Samuel Achilefu, Ph.D., professor of Radiology, Biomedical Engineering and Biochemistry and Molecular Biophysics at WUSTL directs the Optical Radiology Lab, where the goggles were developed.

The entire body has billions of cells and if surgeons want to pick out just a few cells, they need them to stand out. The eyes cannot see infrared light and body does not absorb infrared light very well, Achilefu said.

“With that knowledge, we don’t want to obstruct what the surgeon is doing – you want them to see just what they are seeing with no obstruction at all and then we can make the cells just light in the region where they cannot see,” Achilefu explained. “And no part of the body gives off this light at all and the advance you have is this: even if it’s just a single cell, it’s like a light in the dark.”

They wanted the goggles to be lightweight, simple to use and provide powerful information to diagnose various diseases in the body.

“If we have glasses like this and we code signatures inside of it such that the cancers can pick up that light with eye sensitivity and ignoring every other thing around it, then we are in a very good position to find it,” Achilefu said.

For global applications goggles also need practical at the point of care, whether it is at home, in rural areas or advanced medical facilities.

“I wanted it to be something that has no footprint in the operating room so that people could move around easily,” he said. The results being no obstruction at all and they get all the cancer out.

The goggles took three years of work with students involving engineering, biochemistry, radiology-based imaging and wireless communication.

“I want to use this in rural Missouri, for example, or a remote area in Africa, and somebody here at Wash-U can guide surgery,” Achilefu said. “They can stay here and guide you with no limitation.”

With the goggles on, infrared dye placed on the cancerous tissue lights up blue if cancer cells remain, allowing surgeons to see and remove all traces of the disease.

“We’ve done about 11 breast cancer patients here at Wash-U,” Achilefu said. “What we want to solve here is recur rates. “Our goal here is to reduce that recur rate in breast cancer patients to near zero.”

Dr. Greg Fields has been using the goggles at Wash-U in melanoma surgeries.

“He can now use the goggles to see what he is looking at to make sure the cancer is not coming back,” Achilefu said. “So, we’ve done about 27 or 28 patients.”

The prototype from Wash-U is being used in China at the Fudan Liver Institute in Shanghai.

“We’ve done 11 patients in China with liver cancer,” Achilefu said. “Liver cancer is huge, a big problem in China.” Fudan is the largest liver institute in the world, he added.

The potential applications are vast.

“Anything that involves surgery should work,” he said.

A new, streamlined prototype goggle is currently under development.
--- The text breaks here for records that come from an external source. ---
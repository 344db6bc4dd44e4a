//! # Causeway Channel
//!
//! Causal reliable delivery over an unreliable, unordered, at-most-once
//! publish/subscribe transport, without a central sequencer.
//!
//! ## Overview
//!
//! A [`MessageChannel`] turns raw transport publishes into a channel with:
//!
//! - **Causal ordering**: every message carries a bounded window of prior
//!   message ids; receivers buffer until dependencies are met.
//! - **Duplicate suppression**: content-addressed ids, receive-side dedup.
//! - **Probabilistic acknowledgement**: causal-history mention is a full
//!   acknowledgement; bloom-filter sightings accumulate into one.
//!
//! Delivery is at-least-once with receiver-side deduplication; ordering is
//! a causal partial order with a deterministic `(timestamp, message_id)`
//! tie-break. Retry and heartbeat cadence stay with the caller.
//!
//! ## Usage
//!
//! ```rust
//! use bytes::Bytes;
//! use causeway_channel::{
//!     ChannelConfig, ChannelId, MemoryPublisher, MessageChannel, ParticipantId,
//! };
//!
//! # async fn example() {
//! let mut channel = MessageChannel::new(
//!     ChannelId::from("my-channel"),
//!     ParticipantId::from("alice"),
//!     ChannelConfig::default(),
//! )
//! .unwrap();
//!
//! // Queue operations...
//! let publisher = MemoryPublisher::new();
//! channel.send_message(Bytes::from_static(b"hello"), Some(Box::new(publisher)));
//!
//! // ...and drain them. The embedding application drives this loop.
//! channel.process_tasks().await;
//! # }
//! ```
//!
//! ## Control Flow
//!
//! ```text
//! producer ──send_message──▶ task queue ──process_tasks──▶ handler
//!                                                            │ clock++, snapshot history+filter
//!                                                            │ buffer, publish(message)
//!                                                            ▼
//!                                                on success: commit to log+filter
//!
//! transport ──receive_message──▶ task queue ──process_tasks──▶ handler
//!                                                               │ dedup, ack review
//!                                                               ▼
//!                                        deps met? deliver : buffer for sweep
//! ```
//!
//! Periodic external timers drive [`MessageChannel::sweep_incoming_buffer`],
//! [`MessageChannel::sweep_outgoing_buffer`], and
//! [`MessageChannel::send_sync_message`] to keep acknowledgement state
//! converging.

pub mod channel;
pub mod config;
pub mod error;
pub mod events;
pub mod publish;
pub mod queue;
pub mod repair;

pub use channel::{LocalHistoryRecord, MessageChannel, OutgoingBufferSweep};
pub use config::ChannelConfig;
pub use error::{ChannelError, Result};
pub use events::{ChannelEvent, DeliveryOrigin, EVENT_CHANNEL_CAPACITY};
pub use publish::{BoxPublisher, MemoryPublisher, PublishOutcome, Publisher};
pub use queue::TaskKind;
pub use repair::{RepairConfig, RepairManager};

// Re-export the companion crates callers always need alongside the channel.
pub use causeway_bloom::{BloomFilter, BloomFilterOptions};
pub use causeway_core::{ChannelId, HistoryEntry, Message, MessageId, ParticipantId};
It will weigh less and have added features.

“So you will not be seeing a camera standing on the goggles anymore, instead … it will be within the arms,” Achilefu described.

The headband for the goggles will be flexible, to fit different head sizes.
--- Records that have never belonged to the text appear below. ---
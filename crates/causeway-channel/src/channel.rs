//! The message channel state machine.
//!
//! One [`MessageChannel`] instance owns all protocol state for one channel
//! id: the Lamport clock, the local delivery log, the in-flight and pending
//! buffers, the acknowledgement digest, and the task queue that serializes
//! every mutation. Distinct instances share nothing and may run
//! concurrently.
//!
//! Per locally sent message:
//! `Created -> Buffered(outgoing) -> {Unacknowledged <-> PartiallyAcknowledged(n) -> Acknowledged(removed)}`
//!
//! Per received message:
//! `Received(dedup-checked) -> {DeliveredImmediately(ephemeral) | PendingDeps(buffered) -> Delivered | Lost(timeout)}`

use std::collections::{HashMap, HashSet};

use bytes::Bytes;
use tokio::sync::broadcast;
use tokio::time::Instant;

use causeway_bloom::BloomFilter;
use causeway_core::{ChannelId, HistoryEntry, Message, MessageId, ParticipantId};

use crate::config::ChannelConfig;
use crate::error::Result;
use crate::events::{ChannelEvent, DeliveryOrigin, EventEmitter, EVENT_CHANNEL_CAPACITY};
use crate::publish::BoxPublisher;
use crate::queue::{Task, TaskQueue};
use crate::repair::RepairManager;

/// A delivered message at its place in the local causal order.
#[derive(Debug, Clone, PartialEq, Eq)]
pub struct LocalHistoryRecord {
    /// The message's Lamport timestamp.
    pub timestamp: u64,
    /// Id, retrieval hint, and sender of the delivered message.
    pub entry: HistoryEntry,
}

/// Partition of the outgoing buffer by acknowledgement status, for
/// caller-driven republish policy.
#[derive(Debug, Default)]
pub struct OutgoingBufferSweep {
    /// No acknowledgement signal at all; candidates for republish.
    pub unacknowledged: Vec<Message>,
    /// At least one bloom-filter sighting; probably arriving.
    pub possibly_acknowledged: Vec<Message>,
}

/// A causal reliable-delivery channel over an unreliable transport.
pub struct MessageChannel {
    channel_id: ChannelId,
    sender_id: ParticipantId,
    config: ChannelConfig,
    lamport_timestamp: u64,
    filter: BloomFilter,
    outgoing_buffer: Vec<Message>,
    acknowledgements: HashMap<MessageId, u32>,
    incoming_buffer: Vec<Message>,
    local_history: Vec<LocalHistoryRecord>,
    time_received: HashMap<MessageId, Instant>,
    own_message_ids: HashSet<MessageId>,
    tasks: TaskQueue,
    events: EventEmitter,
    repair: Option<RepairManager>,
}
//! Due-time-ordered buffers for the repair layer.
//!
//! Both buffers keep entries sorted ascending by due time and are
//! capacity-bounded: when full, the furthest-due entry is evicted so the
//! repairs that must happen soonest survive.

use causeway_core::{HistoryEntry, MessageId};
use tokio::time::Instant;

#[derive(Debug, Clone)]
struct OutgoingEntry {
    entry: HistoryEntry,
    due: Instant,
    /// Set once handed out; the entry stays buffered until the message
    /// actually arrives, but is not handed out again.
    requested: bool,
}

/// Missing messages we intend to request from the group.
#[derive(Debug)]
pub struct OutgoingRepairBuffer {
    items: Vec<OutgoingEntry>,
    max_size: usize,
}

impl OutgoingRepairBuffer {
    pub fn new(max_size: usize) -> Self {
        Self {
            items: Vec::new(),
            max_size,
        }
    }

    /// Add a missing message with its request due time.
    ///
    /// Returns false when the id is already buffered; the original due
    /// time is kept in that case.
    pub fn add(&mut self, entry: HistoryEntry, due: Instant) -> bool {
        if self.contains(&entry.message_id) {
            return false;
        }
        if self.items.len() >= self.max_size {
            if let Some(evicted) = self.items.pop() {
                tracing::warn!(
                    message_id = %evicted.entry.message_id,
                    "repair buffer full, evicted furthest-due entry"
                );
            }
        }
        let idx = self.items.partition_point(|item| item.due <= due);
        self.items.insert(
            idx,
            OutgoingEntry {
                entry,
                due,
                requested: false,
            },
        );
        true
    }

    /// Remove a message (it arrived, or another participant is already
    /// requesting it).
    pub fn remove(&mut self, message_id: &MessageId) {
        self.items.retain(|item| item.entry.message_id != *message_id);
    }

    /// Entries whose due time has passed and which have not been handed
    /// out yet, up to `max`. Handed-out entries are marked requested and
    /// retained until [`remove`](Self::remove).
    pub fn eligible(&mut self, now: Instant, max: usize) -> Vec<HistoryEntry> {
        let mut due = Vec::new();
        for item in &mut self.items {
            if item.due > now || due.len() >= max {
                break;
            }
            if !item.requested {
                item.requested = true;
                due.push(item.entry.clone());
            }
        }
        due
    }

    pub fn contains(&self, message_id: &MessageId) -> bool {
        self.items.iter().any(|item| item.entry.message_id == *message_id)
    }

    pub fn len(&self) -> usize {
        self.items.len()
    }

    pub fn is_empty(&self) -> bool {
        self.items.is_empty()
    }

    /// Earliest request due time, if any.
    pub fn next_due(&self) -> Option<Instant> {
        self.items.first().map(|item| item.due)
    }

    pub fn clear(&mut self) {
        self.items.clear();
    }
}

#[derive(Debug, Clone)]
struct IncomingEntry {
    entry: HistoryEntry,
    due: Instant,
}

/// Repair requests from other participants that we may answer.
#[derive(Debug)]
pub struct IncomingRepairBuffer {
    items: Vec<IncomingEntry>,
    max_size: usize,
}

impl IncomingRepairBuffer {
    pub fn new(max_size: usize) -> Self {
        Self {
            items: Vec::new(),
            max_size,
        }
    }

    /// Add a request with its response due time. Returns false when the id
    /// is already buffered.
    pub fn add(&mut self, entry: HistoryEntry, due: Instant) -> bool {
        if self.contains(&entry.message_id) {
            return false;
        }
        if self.items.len() >= self.max_size {
            if let Some(evicted) = self.items.pop() {
                tracing::warn!(
                    message_id = %evicted.entry.message_id,
                    "repair buffer full, evicted furthest-due entry"
                );
            }
        }
        let idx = self.items.partition_point(|item| item.due <= due);
        self.items.insert(idx, IncomingEntry { entry, due });
        true
    }

    /// Remove a request (the message was rebroadcast by someone else, or
    /// it arrived here).
    pub fn remove(&mut self, message_id: &MessageId) {
        self.items.retain(|item| item.entry.message_id != *message_id);
    }

    /// Drain and return all requests whose response due time has passed.
    pub fn ready(&mut self, now: Instant) -> Vec<HistoryEntry> {
        let cutoff = self.items.partition_point(|item| item.due <= now);
        self.items
            .drain(..cutoff)
            .map(|item| item.entry)
            .collect()
    }

    pub fn contains(&self, message_id: &MessageId) -> bool {
        self.items.iter().any(|item| item.entry.message_id == *message_id)
    }

    pub fn len(&self) -> usize {
        self.items.len()
    }

    pub fn is_empty(&self) -> bool {
        self.items.is_empty()
    }

    /// Earliest response due time, if any.
    pub fn next_due(&self) -> Option<Instant> {
        self.items.first().map(|item| item.due)
    }

    pub fn clear(&mut self) {
        self.items.clear();
    }
}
Moreover, for surgeons who normally wear corrective eyewear, they may not be necessary because goggle 2.0 will take into account the wearer’s visual acuity.

“So you don’t have to worry if you wear glasses or you don’t wear glasses,” Achilefu said. “It knows blurriness, and it corrects for blurriness.”

One other important point about this invention to the greater St. Louis community is that patent-owner Achilefu wants to keep the work on this high-tech medical device here in St. Louis.

“I personally think we produce some of the best engineers here at Washington University and some of the best scientists you can imagine,” Achilefu said. “What if we had a high-tech company here, based in St. Louis as a footprint with which you can then [have a] platform to move to other parts of the world? There is something in me that says it should be here.”

Achilefu and his team are finalizing the prototypes and are seeking Food and Drug Administration approval so they can be widely disseminated.

“In fact, we have so many requests now from all over the world that we need to quickly move, get FDA approval for this so they can be used at clinical centers for brain surgery, for example.”